On ne cessait de me dire que je changerais d’avis lorsque j’aurais rencontré l’homme de ma vie, qu’une femme sans enfants n’était pas une femme. Bref, on décidait à ma place de ce que je devais faire de mon corps.

Finalement, après plusieurs demandes de ma part, le chirurgien zurichois a accepté de m’opérer. L’intervention est agendée pour le 28 octobre. Je suis si heureuse! C’est une nouvelle vie qui commence, d’autant plus que l’AI a enfin tranché, et m’a assuré une invalidité à 100%. C’est très important pour moi, car je le vois comme une reconnaissance de mon handicap par la société.

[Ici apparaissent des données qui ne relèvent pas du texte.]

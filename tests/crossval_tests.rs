//! Cross-validation integration tests.

mod common;

use approx::assert_relative_eq;
use common::{generate_cosine_two_factor_data, generate_low_rank_data, generate_two_factor_data};
use faer::Mat;
use pls_rs::core::{parse_latent_variables, CrossValidationOptions, PreprocessMode};
use pls_rs::evaluation::{crossval_pls, crossval_pls_with_rng, FoldPartition};
use pls_rs::solvers::PlsError;
use rand::rngs::StdRng;
use rand::SeedableRng;

// ============================================================================
// Shape and bookkeeping
// ============================================================================

#[test]
fn test_cumpress_is_row_sum_of_press() {
    let (x, y) = generate_low_rank_data(40, 6, 3, 2, 0.1, 1);
    let options = CrossValidationOptions::builder()
        .lvs(&[1, 4, 0, 2])
        .blocks(8)
        .seed(10)
        .build()
        .unwrap();

    let result = crossval_pls(&x, &y, &options).unwrap();

    assert_eq!(result.cumpress.nrows(), 5);
    assert_eq!(result.press.nrows(), 5);
    assert_eq!(result.press.ncols(), 3);
    assert_eq!(result.lvs, vec![0, 1, 2, 4]);
    for lv in 0..5 {
        let row_sum: f64 = (0..3).map(|k| result.press[(lv, k)]).sum();
        assert_relative_eq!(result.cumpress[lv], row_sum);
    }
    assert_eq!(result.cumpress_for(3), None);
}

#[test]
fn test_latent_variables_from_floats() {
    let (x, y) = generate_two_factor_data(30, 4, 0.05, 2);
    let options = CrossValidationOptions {
        lvs: Some(parse_latent_variables(&[2.0, 0.0, 1.0]).unwrap()),
        blocks: Some(5),
        seed: Some(3),
        ..Default::default()
    };

    let result = crossval_pls(&x, &y, &options).unwrap();
    assert_eq!(result.lvs, vec![0, 1, 2]);
    assert_eq!(result.cumpress.nrows(), 3);

    assert!(parse_latent_variables(&[-1.0]).is_err());
    assert!(parse_latent_variables(&[0.5]).is_err());
}

// ============================================================================
// Numerical properties
// ============================================================================

#[test]
fn test_zero_lv_press_matches_training_mean_residuals() {
    let n = 23;
    let blocks = 5;
    let (x, y) = generate_low_rank_data(n, 4, 2, 1, 0.2, 5);
    let options = CrossValidationOptions::builder()
        .lvs(&[0])
        .blocks(blocks)
        .prep_y(PreprocessMode::MeanCenter)
        .build()
        .unwrap();

    let result = crossval_pls_with_rng(&x, &y, &options, &mut StdRng::seed_from_u64(17)).unwrap();

    // Rebuild the same folds from the same seed
    let partition = FoldPartition::random(n, blocks, &mut StdRng::seed_from_u64(17)).unwrap();
    for k in 0..2 {
        let mut expected = 0.0;
        for fold in 0..blocks {
            let train = partition.training(fold);
            let mean: f64 = train.iter().map(|&i| y[(i, k)]).sum::<f64>() / train.len() as f64;
            for &i in partition.fold(fold) {
                expected += (y[(i, k)] - mean).powi(2);
            }
        }
        assert_relative_eq!(result.press[(0, k)], expected, max_relative = 1e-10);
    }
}

#[test]
fn test_zero_lv_press_with_autoscaled_response() {
    let n = 18;
    let blocks = 6;
    let (x, y) = generate_low_rank_data(n, 3, 1, 1, 0.2, 6);
    let options = CrossValidationOptions::builder()
        .lvs(&[0, 1])
        .blocks(blocks)
        .build()
        .unwrap();

    let result = crossval_pls_with_rng(&x, &y, &options, &mut StdRng::seed_from_u64(4)).unwrap();

    let partition = FoldPartition::random(n, blocks, &mut StdRng::seed_from_u64(4)).unwrap();
    let mut expected = 0.0;
    for fold in 0..blocks {
        let train = partition.training(fold);
        let m = train.len() as f64;
        let mean: f64 = train.iter().map(|&i| y[(i, 0)]).sum::<f64>() / m;
        let var: f64 = train.iter().map(|&i| (y[(i, 0)] - mean).powi(2)).sum::<f64>() / m;
        for &i in partition.fold(fold) {
            expected += (y[(i, 0)] - mean).powi(2) / var;
        }
    }
    assert_relative_eq!(result.cumpress[0], expected, max_relative = 1e-10);
}

#[test]
fn test_low_rank_relationship_beats_mean_model() {
    let (x, y) = generate_low_rank_data(60, 8, 3, 2, 0.01, 12);
    let options = CrossValidationOptions::builder()
        .lvs(&[0, 1, 2, 3, 4, 5, 6, 7, 8])
        .blocks(6)
        .seed(8)
        .build()
        .unwrap();

    let result = crossval_pls(&x, &y, &options).unwrap();

    let best = result.cumpress[8];
    assert!(best < 0.05 * result.cumpress[0]);
    assert!(result.cumpress[2] < result.cumpress[0]);
    assert!(!result.is_degraded());
}

#[test]
fn test_fixed_rng_is_bit_identical() {
    let (x, y) = generate_low_rank_data(30, 5, 2, 2, 0.1, 7);
    let options = CrossValidationOptions::builder()
        .lvs(&[0, 1, 2, 3])
        .blocks(7)
        .build()
        .unwrap();

    let a = crossval_pls_with_rng(&x, &y, &options, &mut StdRng::seed_from_u64(123)).unwrap();
    let b = crossval_pls_with_rng(&x, &y, &options, &mut StdRng::seed_from_u64(123)).unwrap();

    for lv in 0..4 {
        assert_eq!(a.cumpress[lv].to_bits(), b.cumpress[lv].to_bits());
        for k in 0..2 {
            assert_eq!(a.press[(lv, k)].to_bits(), b.press[(lv, k)].to_bits());
        }
    }
}

#[test]
fn test_rank_deficient_training_data_is_reported() {
    let (base, y) = generate_two_factor_data(20, 2, 0.05, 14);
    // Third column duplicates the first
    let x = Mat::from_fn(20, 3, |i, j| base[(i, j % 2)]);
    let options = CrossValidationOptions::builder()
        .lvs(&[0, 1, 2, 3, 4])
        .blocks(4)
        .seed(1)
        .build()
        .unwrap();

    let result = crossval_pls(&x, &y, &options).unwrap();

    assert!(result.is_degraded());
    assert!(result.fold_components.iter().all(|&a| a <= 2));
    assert_eq!(result.cumpress[3], result.cumpress[2]);
    assert_eq!(result.cumpress[4], result.cumpress[2]);
}

#[test]
fn test_small_units_do_not_change_relative_press() {
    let (x, y) = generate_two_factor_data(40, 5, 0.05, 3);
    let options = CrossValidationOptions::builder()
        .lvs(&[0, 1, 2])
        .blocks(5)
        .prep_x(PreprocessMode::MeanCenter)
        .prep_y(PreprocessMode::MeanCenter)
        .build()
        .unwrap();

    let reference = crossval_pls_with_rng(&x, &y, &options, &mut StdRng::seed_from_u64(6)).unwrap();
    let ratio = reference.cumpress[2] / reference.cumpress[0];
    assert!(ratio < 0.5);

    let scale = 1e-6;
    let xs = Mat::from_fn(40, 5, |i, j| x[(i, j)] * scale);
    let ys = Mat::from_fn(40, 2, |i, k| y[(i, k)] * scale);
    let scaled = crossval_pls_with_rng(&xs, &ys, &options, &mut StdRng::seed_from_u64(6)).unwrap();

    assert!(!scaled.is_degraded());
    assert_relative_eq!(
        scaled.cumpress[2] / scaled.cumpress[0],
        ratio,
        max_relative = 1e-8
    );
}

// ============================================================================
// Fold boundaries
// ============================================================================

#[test]
fn test_leave_one_out_folds() {
    let partition = FoldPartition::random(12, 12, &mut StdRng::seed_from_u64(0)).unwrap();
    assert_eq!(partition.n_folds(), 12);
    assert!(partition.sizes().iter().all(|&s| s == 1));

    let (x, y) = generate_two_factor_data(12, 3, 0.1, 3);
    let options = CrossValidationOptions::builder().lvs(&[0, 1]).seed(0).build().unwrap();
    let result = crossval_pls(&x, &y, &options).unwrap();
    assert_eq!(result.blocks, 12);
    assert_eq!(result.fold_components.len(), 12);
}

#[test]
fn test_three_blocks_of_ten_rows() {
    let partition = FoldPartition::random(10, 3, &mut StdRng::seed_from_u64(9)).unwrap();
    let mut sizes = partition.sizes();
    sizes.sort_unstable();
    assert_eq!(sizes, vec![3, 3, 4]);
}

#[test]
fn test_block_count_must_fit_sample_count() {
    let (x, y) = generate_two_factor_data(10, 3, 0.1, 3);

    for blocks in [0, 2, 11, 20] {
        let options = CrossValidationOptions::builder().blocks(blocks).build().unwrap();
        assert!(matches!(
            crossval_pls(&x, &y, &options),
            Err(PlsError::InvalidBlocks { .. })
        ));
    }

    let y_short = Mat::zeros(8, 2);
    assert!(matches!(
        crossval_pls(&x, &y_short, &CrossValidationOptions::default()),
        Err(PlsError::DimensionMismatch { .. })
    ));
}

// ============================================================================
// Reference scenario
// ============================================================================

#[test]
fn test_two_factor_scenario() {
    let (x, y) = generate_cosine_two_factor_data(100, 10, 0.01, 2024);
    let options = CrossValidationOptions::builder()
        .lvs(&[0, 1, 2, 3, 4, 5])
        .blocks(10)
        .prep_x(PreprocessMode::Autoscale)
        .prep_y(PreprocessMode::Autoscale)
        .seed(31)
        .build()
        .unwrap();

    let result = crossval_pls(&x, &y, &options).unwrap();
    let press = &result.cumpress;

    assert_eq!(press.nrows(), 6);
    assert!(press[1] < press[0]);
    assert!(press[2] < press[1]);
    assert!(press[2] < 0.1 * press[0]);

    // Past two components the curve flattens: no material increase and
    // most of the achievable reduction is already in place
    let floor = (0..6).map(|lv| press[lv]).fold(f64::INFINITY, f64::min);
    for lv in 3..6 {
        assert!(press[lv] < 1.5 * press[2]);
    }
    assert!(press[0] - press[2] > 0.9 * (press[0] - floor));
}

Savoir accepter ses limites

Je fourmille de projets. J’ai commencé un blog en 2018, La Tête dans les Étoiles, où je parle de résilience. Je songe à me lancer dans l’écriture d’un livre. Via Instagram, je reçois beaucoup de demandes, des filles qui m’écrivent au sujet de l’endométriose ou du handicap. J’aimerais m’investir davantage, trouver un moyen d’aider les autres, de leur faire accepter la différence.

J’ai appris à ralentir et à vivre à mon rythme; à ne plus trop en demander à mon corps. J’ai compris que la normalité et la perfection ne sont pas réelles et j’ai enfin accepté les limites que m’impose mon corps. Par contre, impossible de me projeter dans 5 ou 10 ans. Je n’aime pas ça. J’ai appris à arrêter de me focaliser sur des objectifs pour avancer. Lorsqu’on souffre d’une maladie chronique, on vit au jour le jour. C’est une philosophie que j’applique au quotidien.